Hopefully this will get more use than Firewire...

Firewire was just apple doing what they do best. Making their own specification just for the sake of being different.

This is the company that pioneered mini-displayport after all.
 
Random thoughts on what Apple will call it on their MacBooks:
- Apple Peak
- Fire Peak
- FireWire 4.0
- The Apple Universal Connector (I can see the commercials already...)
 
I would think they would add USB 3.0 to their computers before Light Peak. Could that possibly be the "high-speed connection technology" they are talking about?
 
princeton said:
Hopefully this will get more use than Firewire...

Firewire was just apple doing what they do best. Making their own specification just for the sake of being different.

This is the company that pioneered mini-displayport after all.
Um, it definitely is not as cut and dry as that, but I'll agree with the "For the sake of being different" comment. =)
 
Great way of drawing in readers with the title. No solid proof they're adding lightpeek yet the name of the article says they are.

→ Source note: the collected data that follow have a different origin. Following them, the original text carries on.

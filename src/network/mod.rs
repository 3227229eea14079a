/// River-network graph construction and traversal.
///
/// The network is a directed graph of stream segments: an edge A → B means
/// segment A drains into segment B. `topology` builds the forward and
/// reverse adjacency mappings; `upstream` walks the reverse mapping to
/// collect everything draining into a target basin.

pub mod topology;
pub mod upstream;
use clap::Parser;
use drainage_prep::config::{self, PrepConfig};
use drainage_prep::logging;
use drainage_prep::pipeline;
use drainage_prep::report;
use std::error::Error;
use std::path::PathBuf;

#[derive(Parser)]
#[command(name = "drainage-prep")]
#[command(
    about = "Derive upstream drainage mappings for gauged basins from a river-network segment table",
    long_about = None
)]
struct Cli {
    /// Path to the segment table (segment id, downstream target, gauge tag)
    #[arg(long)]
    segments: Option<String>,

    /// Path to the basin query list (one segment id per line); defaults to
    /// every gauged segment in the table
    #[arg(long)]
    basins: Option<String>,

    /// Output artifact path
    #[arg(long)]
    output: Option<String>,

    /// Path to a TOML configuration file
    #[arg(long)]
    config: Option<PathBuf>,

    /// Write the mapping as JSON instead of key-value text
    #[arg(long)]
    json: bool,

    /// Run the network invariant checks before traversal
    #[arg(long)]
    verify: bool,

    /// Minimum log level (debug, info, warn, error)
    #[arg(long, env = "DRAINAGE_PREP_LOG_LEVEL")]
    log_level: Option<String>,

    /// Append log output to this file
    #[arg(long)]
    log_file: Option<String>,
}

fn main() -> Result<(), Box<dyn Error>> {
    let cli = Cli::parse();

    let mut config = match cli.config.as_deref() {
        Some(path) => config::load_config(path)?,
        None => PrepConfig::default(),
    };

    // CLI flags override file values.
    if cli.segments.is_some() {
        config.segments_path = cli.segments;
    }
    if cli.basins.is_some() {
        config.basins_path = cli.basins;
    }
    if let Some(output) = cli.output {
        config.output_path = output;
    }
    if cli.json {
        config.json_output = true;
    }
    if cli.verify {
        config.verify = true;
    }
    if let Some(level) = cli.log_level {
        config.log_level = level;
    }
    if cli.log_file.is_some() {
        config.log_file = cli.log_file;
    }

    logging::init_logger(
        config::parse_log_level(&config.log_level),
        config.log_file.as_deref(),
        true,
    );

    let summary = pipeline::run(&config)?;
    report::print_summary(&summary);

    Ok(())
}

It'll be interesting to see how well LP adapts. Just as manufacturers are pushing out USB 3, LP comes out. I was getting ready to build a system, but I think I may hold off for a while...see where these 2 things go.
 
why does apple have to always be different? USB works fine

its not the 1st time they tried to reinvent the wheel and died... look at apple talk
 
krayzie said:
why does apple have to always be different? USB works fine

its not the 1st time they tried to reinvent the wheel and died... look at apple talk

Thi isnt from Apple, this is a port that Intel has been development for a time now, however.....

1- it will use Copper (still..... Fiber Opc. were delayed)
2-a huge interface to be capped by our drives (including SSD, only way is to use Raid or get the hi end SSD from intel)
3-its only fancy talk
4-im an orange

Still, its a trap from Apple to catch more noobs.
 
why does apple have to always be different? USB works fine

its not the 1st time they tried to reinvent the wheel and died... look at apple talk

I know you were already quoted above, but picking AppleTalk to pick on? Really? Apple Talk came about or at least was used to network Mac computers in the early 90s (perhaps earlier, but I didn't have any experience with Macs until about '92). At that time a lot of universities had a lot of research going on in labs that used Macs. Using a Mac then was your only real shot at a good GUI and they needed something to talk between the computers.. Apple took a chance at establishing their own there and ultimately lost out, but it wasn't a complete failure, and I'd hardly use a 20+ year old Apple endeavor in a modern argument about Apple's failures.